Coda to Become Nova
Our next text editor — the follow-up to Coda 2 — couldn’t just add a few features and call it a day. It had to change dramatically. It had to catch up to where things are today. And it had to consider where web development will be tomorrow.
Nova will be $99, or $79 if you own Coda. When you buy it, you own it. Plus, your purchase includes one year of new features and fixes, released the moment they’re ready. After that, you can get another year of updates at any point — even much later — for $49/year. That’s it!
Shipping next week. This seems most similar to the Sketch business model. It won’t be coming to the Mac App Store due to sandboxing issues.
Previously:
- Mac App Store Sandboxing, IAP Trials, Multiplatform Services
- Agenda’s Feature Unlocking Business Model
- New Sketch 4.0 Licensing Model
- Coda 2.5 Not Sandboxable, Leaves Mac App Store
Update (2020-09-18): Panic (tweet):
Can a native Mac code editor really be that much better?
Find out.
In a sense, this is how good things are supposed to work. My favourite records are, on a per-listen basis, the least-expensive albums I’ve bought; I would have a different relationship with them if I had to pay for every listen. But software is not like that. It needs constant work, and it can be difficult to patch bugs in free updates while trying to build a worthy major new version. That is especially true for a company as fastidious as Panic. And, since the App Store and Apple’s software, more generally, have eschewed the very concept of paid updates, we’re now stuck with subscriptions as a way to finance ongoing work.
[…]
As version numbers become increasingly irrelevant in an era of ongoing patches, bug fixes, and feature updates, this pricing model seems like a fair compromise for users and for Panic.

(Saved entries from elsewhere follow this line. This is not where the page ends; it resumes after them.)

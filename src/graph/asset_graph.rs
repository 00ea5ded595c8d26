// src/graph/asset_graph.rs

use std::collections::{BTreeMap, BTreeSet};

use petgraph::Direction;
use petgraph::graph::{DiGraph, NodeIndex};
use tracing::debug;

use crate::errors::{AssetrouteError, Result};
use crate::graph::cycle::find_cycle;
use crate::graph::node::{AssetNode, NodeDescription};
use crate::types::AssetName;

/// Immutable, validated asset dependency graph.
///
/// Edge direction: dependency -> dependent. For an asset `B` declaring
/// `deps = ["A"]` the graph holds the edge `A -> B`.
///
/// The graph is built once through [`AssetGraph::build`] and never mutated
/// afterwards, so shared references can be handed to any number of readers.
#[derive(Debug, Clone)]
pub struct AssetGraph {
    pub(crate) graph: DiGraph<AssetNode, ()>,
    pub(crate) index: BTreeMap<AssetName, NodeIndex>,
}

impl AssetGraph {
    /// Validate a list of node descriptions and build the graph.
    ///
    /// Fails with:
    /// - [`AssetrouteError::DuplicateAsset`] if two descriptions share a name,
    /// - [`AssetrouteError::UnknownDependency`] if a dependency does not name
    ///   another description in the list,
    /// - [`AssetrouteError::CycleDetected`] if the dependencies form a cycle.
    pub fn build<I>(descriptions: I) -> Result<Self>
    where
        I: IntoIterator<Item = NodeDescription>,
    {
        let descriptions: Vec<NodeDescription> = descriptions.into_iter().collect();

        let mut seen: BTreeSet<&str> = BTreeSet::new();
        for desc in &descriptions {
            if !seen.insert(desc.name.as_str()) {
                return Err(AssetrouteError::DuplicateAsset(desc.name.clone()));
            }
        }

        let mut deps: BTreeMap<&str, BTreeSet<&str>> = BTreeMap::new();
        for desc in &descriptions {
            let entry = deps.entry(desc.name.as_str()).or_default();
            for dep in &desc.deps {
                if !seen.contains(dep.as_str()) {
                    return Err(AssetrouteError::UnknownDependency {
                        asset: desc.name.clone(),
                        dependency: dep.clone(),
                    });
                }
                entry.insert(dep.as_str());
            }
        }

        if let Some(path) = find_cycle(&deps) {
            return Err(AssetrouteError::CycleDetected { path });
        }

        let mut graph: DiGraph<AssetNode, ()> = DiGraph::with_capacity(descriptions.len(), 0);
        let mut index: BTreeMap<AssetName, NodeIndex> = BTreeMap::new();

        for desc in &descriptions {
            let ix = graph.add_node(AssetNode::from_description(desc.clone()));
            index.insert(desc.name.clone(), ix);
        }

        for (&name, node_deps) in &deps {
            let to = index[name];
            for &dep in node_deps {
                graph.add_edge(index[dep], to, ());
            }
        }

        debug!(
            assets = graph.node_count(),
            edges = graph.edge_count(),
            "built asset graph"
        );

        Ok(Self { graph, index })
    }

    pub fn len(&self) -> usize {
        self.graph.node_count()
    }

    pub fn is_empty(&self) -> bool {
        self.graph.node_count() == 0
    }

    pub fn contains(&self, name: &str) -> bool {
        self.index.contains_key(name)
    }

    pub fn node(&self, name: &str) -> Option<&AssetNode> {
        self.index.get(name).map(|&ix| &self.graph[ix])
    }

    /// All asset names in ascending order.
    pub fn names(&self) -> impl Iterator<Item = &str> {
        self.index.keys().map(|s| s.as_str())
    }

    /// All nodes, ordered by name.
    pub fn nodes(&self) -> impl Iterator<Item = &AssetNode> {
        self.index.values().map(|&ix| &self.graph[ix])
    }

    /// Direct dependencies of an asset, sorted by name.
    pub fn dependencies_of(&self, name: &str) -> Result<Vec<&str>> {
        self.neighbours(name, Direction::Incoming)
    }

    /// Direct dependents of an asset (assets listing it in `deps`), sorted by name.
    pub fn dependents_of(&self, name: &str) -> Result<Vec<&str>> {
        self.neighbours(name, Direction::Outgoing)
    }

    /// Assets without dependencies.
    pub fn roots(&self) -> Vec<&str> {
        self.names_where(|ix| {
            self.graph
                .neighbors_directed(ix, Direction::Incoming)
                .next()
                .is_none()
        })
    }

    /// Assets nothing else depends on.
    pub fn leaves(&self) -> Vec<&str> {
        self.names_where(|ix| {
            self.graph
                .neighbors_directed(ix, Direction::Outgoing)
                .next()
                .is_none()
        })
    }

    /// Names of assets tagged with `kind`, sorted.
    pub fn with_kind(&self, kind: &str) -> Vec<&str> {
        self.names_where(|ix| self.graph[ix].has_kind(kind))
    }

    pub(crate) fn index_of(&self, name: &str) -> Result<NodeIndex> {
        self.index
            .get(name)
            .copied()
            .ok_or_else(|| AssetrouteError::UnknownNode(name.to_string()))
    }

    pub(crate) fn name_of(&self, ix: NodeIndex) -> &str {
        self.graph[ix].name()
    }

    fn neighbours(&self, name: &str, dir: Direction) -> Result<Vec<&str>> {
        let ix = self.index_of(name)?;
        let mut out: Vec<&str> = self
            .graph
            .neighbors_directed(ix, dir)
            .map(|n| self.name_of(n))
            .collect();
        out.sort_unstable();
        Ok(out)
    }

    fn names_where<F>(&self, pred: F) -> Vec<&str>
    where
        F: Fn(NodeIndex) -> bool,
    {
        self.index
            .iter()
            .filter(|&(_, &ix)| pred(ix))
            .map(|(name, _)| name.as_str())
            .collect()
    }
}
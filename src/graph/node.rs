// src/graph/node.rs

//! Asset node types: the declarative input and the validated node.

use std::collections::BTreeSet;

use crate::types::AssetName;

/// Declarative description of one asset, as handed to [`AssetGraph::build`].
///
/// [`AssetGraph::build`]: crate::graph::AssetGraph::build
#[derive(Debug, Clone, PartialEq, Eq)]
pub struct NodeDescription {
    pub name: AssetName,
    pub kinds: Vec<String>,
    pub deps: Vec<AssetName>,
    pub description: Option<String>,
}

impl NodeDescription {
    pub fn new<N: Into<AssetName>>(name: N) -> Self {
        Self {
            name: name.into(),
            kinds: Vec::new(),
            deps: Vec::new(),
            description: None,
        }
    }

    pub fn with_kinds<I, S>(mut self, kinds: I) -> Self
    where
        I: IntoIterator<Item = S>,
        S: Into<String>,
    {
        self.kinds.extend(kinds.into_iter().map(Into::into));
        self
    }

    pub fn with_deps<I, S>(mut self, deps: I) -> Self
    where
        I: IntoIterator<Item = S>,
        S: Into<AssetName>,
    {
        self.deps.extend(deps.into_iter().map(Into::into));
        self
    }

    pub fn with_description(mut self, description: impl Into<String>) -> Self {
        self.description = Some(description.into());
        self
    }
}

/// A validated asset inside an [`AssetGraph`].
///
/// Nodes only exist inside the graph that owns them; callers get shared
/// references through [`AssetGraph::node`].
///
/// [`AssetGraph`]: crate::graph::AssetGraph
/// [`AssetGraph::node`]: crate::graph::AssetGraph::node
#[derive(Debug, Clone, PartialEq, Eq)]
pub struct AssetNode {
    name: AssetName,
    kinds: BTreeSet<String>,
    dependencies: BTreeSet<AssetName>,
    description: Option<String>,
}

impl AssetNode {
    pub(crate) fn from_description(desc: NodeDescription) -> Self {
        Self {
            name: desc.name,
            kinds: desc.kinds.into_iter().collect(),
            dependencies: desc.deps.into_iter().collect(),
            description: desc.description,
        }
    }

    pub fn name(&self) -> &str {
        &self.name
    }

    /// Free-form labels (e.g. `"snowflake"`, `"python"`). Display only.
    pub fn kinds(&self) -> &BTreeSet<String> {
        &self.kinds
    }

    pub fn has_kind(&self, kind: &str) -> bool {
        self.kinds.contains(kind)
    }

    /// Direct upstream dependencies.
    pub fn dependencies(&self) -> &BTreeSet<AssetName> {
        &self.dependencies
    }

    pub fn description(&self) -> Option<&str> {
        self.description.as_deref()
    }
}
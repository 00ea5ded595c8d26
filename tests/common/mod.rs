#![allow(dead_code)]

use std::path::PathBuf;

pub use assetroute_test_utils::init_tracing;

/// Path to the bundled two-location demo config.
pub fn demo_config_path() -> PathBuf {
    PathBuf::from(env!("CARGO_MANIFEST_DIR")).join("demos/locations.toml")
}
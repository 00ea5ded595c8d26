// src/main.rs

use assetroute::{cli, logging, run};

fn main() {
    if let Err(err) = run_main() {
        eprintln!("assetroute error: {err:?}");
        std::process::exit(1);
    }
}

fn run_main() -> anyhow::Result<()> {
    let args = cli::parse();
    logging::init_logging(args.log_level)?;
    run(args)
}
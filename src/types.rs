use std::fmt;

use serde::Deserialize;

/// Canonical asset name type used throughout the crate.
pub type AssetName = String;

/// Identifier of a registered worker pool.
pub type PoolId = String;

/// Queue a unit of work is routed to.
///
/// `Default` is the implicit queue used when a code location does not name
/// one. It is kept as its own variant so that no configured string can collide
/// with it.
#[derive(Debug, Clone, PartialEq, Eq, PartialOrd, Ord, Hash)]
pub enum QueueName {
    Default,
    Named(String),
}

impl QueueName {
    pub fn named(name: impl Into<String>) -> Self {
        QueueName::Named(name.into())
    }

    pub fn is_default(&self) -> bool {
        matches!(self, QueueName::Default)
    }

    /// The configured name, or `None` for the default queue.
    pub fn as_named(&self) -> Option<&str> {
        match self {
            QueueName::Default => None,
            QueueName::Named(name) => Some(name),
        }
    }
}

impl fmt::Display for QueueName {
    fn fmt(&self, f: &mut fmt::Formatter<'_>) -> fmt::Result {
        match self {
            QueueName::Default => f.write_str("<default>"),
            QueueName::Named(name) => write!(f, "'{name}'"),
        }
    }
}

/// Where a code location is deployed.
///
/// - `Serverless`: fully-managed execution environment.
/// - `Hybrid`: self-hosted agents, usually reached through a dedicated queue.
#[derive(Debug, Clone, Copy, PartialEq, Eq, Deserialize)]
#[serde(rename_all = "lowercase")]
pub enum DeploymentTarget {
    Serverless,
    Hybrid,
}

impl Default for DeploymentTarget {
    fn default() -> Self {
        DeploymentTarget::Serverless
    }
}

impl fmt::Display for DeploymentTarget {
    fn fmt(&self, f: &mut fmt::Formatter<'_>) -> fmt::Result {
        match self {
            DeploymentTarget::Serverless => f.write_str("serverless"),
            DeploymentTarget::Hybrid => f.write_str("hybrid"),
        }
    }
}
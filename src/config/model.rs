// src/config/model.rs

use std::collections::BTreeMap;

use serde::Deserialize;

use crate::location::CodeLocation;
use crate::routing::WorkerPoolRegistry;
use crate::types::DeploymentTarget;

/// Top-level configuration as read from a TOML file.
///
/// ```toml
/// [location.hybrid]
/// target = "hybrid"
/// queue = "hybrid-queue"
///
/// [location.hybrid.asset.raw_customer_transactions]
/// kinds = ["snowflake", "python"]
///
/// [location.hybrid.asset.transformed_transactions]
/// kinds = ["python", "pandas"]
/// deps = ["raw_customer_transactions"]
///
/// [pool.hybrid-agent]
/// queues = ["hybrid-queue"]
/// include_default_queue = false
/// ```
///
/// This is the unvalidated form; convert it with `ConfigFile::try_from`.
#[derive(Debug, Clone, Default, Deserialize)]
pub struct RawConfigFile {
    /// Code locations from `[location.<name>]`.
    #[serde(default)]
    pub location: BTreeMap<String, LocationConfig>,

    /// Worker pools from `[pool.<id>]`.
    #[serde(default)]
    pub pool: BTreeMap<String, PoolConfig>,
}

/// `[location.<name>]` section.
#[derive(Debug, Clone, Default, Deserialize)]
pub struct LocationConfig {
    /// `"serverless"` (default) or `"hybrid"`.
    #[serde(default)]
    pub target: DeploymentTarget,

    /// Queue for every asset in this location. Unset means the default queue.
    #[serde(default)]
    pub queue: Option<String>,

    /// Assets from `[location.<name>.asset.<asset>]`.
    #[serde(default)]
    pub asset: BTreeMap<String, AssetConfig>,
}

/// `[location.<name>.asset.<asset>]` section.
#[derive(Debug, Clone, Default, Deserialize)]
pub struct AssetConfig {
    /// Free-form labels, e.g. `["duckdb", "api"]`.
    #[serde(default)]
    pub kinds: Vec<String>,

    /// Upstream assets in the same location.
    #[serde(default)]
    pub deps: Vec<String>,

    #[serde(default)]
    pub description: Option<String>,
}

/// `[pool.<id>]` section.
#[derive(Debug, Clone, Deserialize)]
pub struct PoolConfig {
    /// Named queues this pool drains.
    #[serde(default)]
    pub queues: Vec<String>,

    /// Whether the pool also drains the default queue.
    ///
    /// Defaults to `true`, so a pool with no `queues` behaves like a plain
    /// default-queue worker.
    #[serde(default = "default_include_default_queue")]
    pub include_default_queue: bool,
}

fn default_include_default_queue() -> bool {
    true
}

impl Default for PoolConfig {
    fn default() -> Self {
        Self {
            queues: Vec::new(),
            include_default_queue: default_include_default_queue(),
        }
    }
}

/// Validated configuration: built graphs plus the worker pool registry.
///
/// Only obtainable through `ConfigFile::try_from(raw)` (see
/// `config::validate`), so holding one means every graph is acyclic and every
/// pool id is unique.
#[derive(Debug, Clone)]
pub struct ConfigFile {
    locations: BTreeMap<String, CodeLocation>,
    pools: WorkerPoolRegistry,
}

impl ConfigFile {
    pub(crate) fn new_unchecked(
        locations: BTreeMap<String, CodeLocation>,
        pools: WorkerPoolRegistry,
    ) -> Self {
        Self { locations, pools }
    }

    /// Code locations ordered by name.
    pub fn locations(&self) -> impl Iterator<Item = &CodeLocation> {
        self.locations.values()
    }

    pub fn location(&self, name: &str) -> Option<&CodeLocation> {
        self.locations.get(name)
    }

    pub fn pools(&self) -> &WorkerPoolRegistry {
        &self.pools
    }

    /// Split into locations and the pool registry, e.g. to hand the registry
    /// to a [`SharedPoolRegistry`](crate::routing::SharedPoolRegistry).
    pub fn into_parts(self) -> (BTreeMap<String, CodeLocation>, WorkerPoolRegistry) {
        (self.locations, self.pools)
    }
}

Update (2020-09-22): Panic:
Here’s a little editor story for fun. During beta we found some bugs in Apple’s text layout engine that we just could not fix. Our solution? Writing our own text layout manager… from scratch. Not only did this fix the bugs, but it also boosted our editor’s performance. We’re not messing around!
See also: Hacker News.
Update (2020-09-28): John Gruber:
The big difference between Nova and Sketch’s ongoing renewal pricing and pure subscriptions is that if you choose to stop paying, the version of the app you already have will keep working until it becomes technically obsolete. (Also noteworthy: this user-friendly, developer-sustaining pricing is not possible on the Mac App Store, and thus neither Nova nor Sketch are on the Mac App Store.)
We’ve been using [this upgrade model] for 20 years and we’re still here.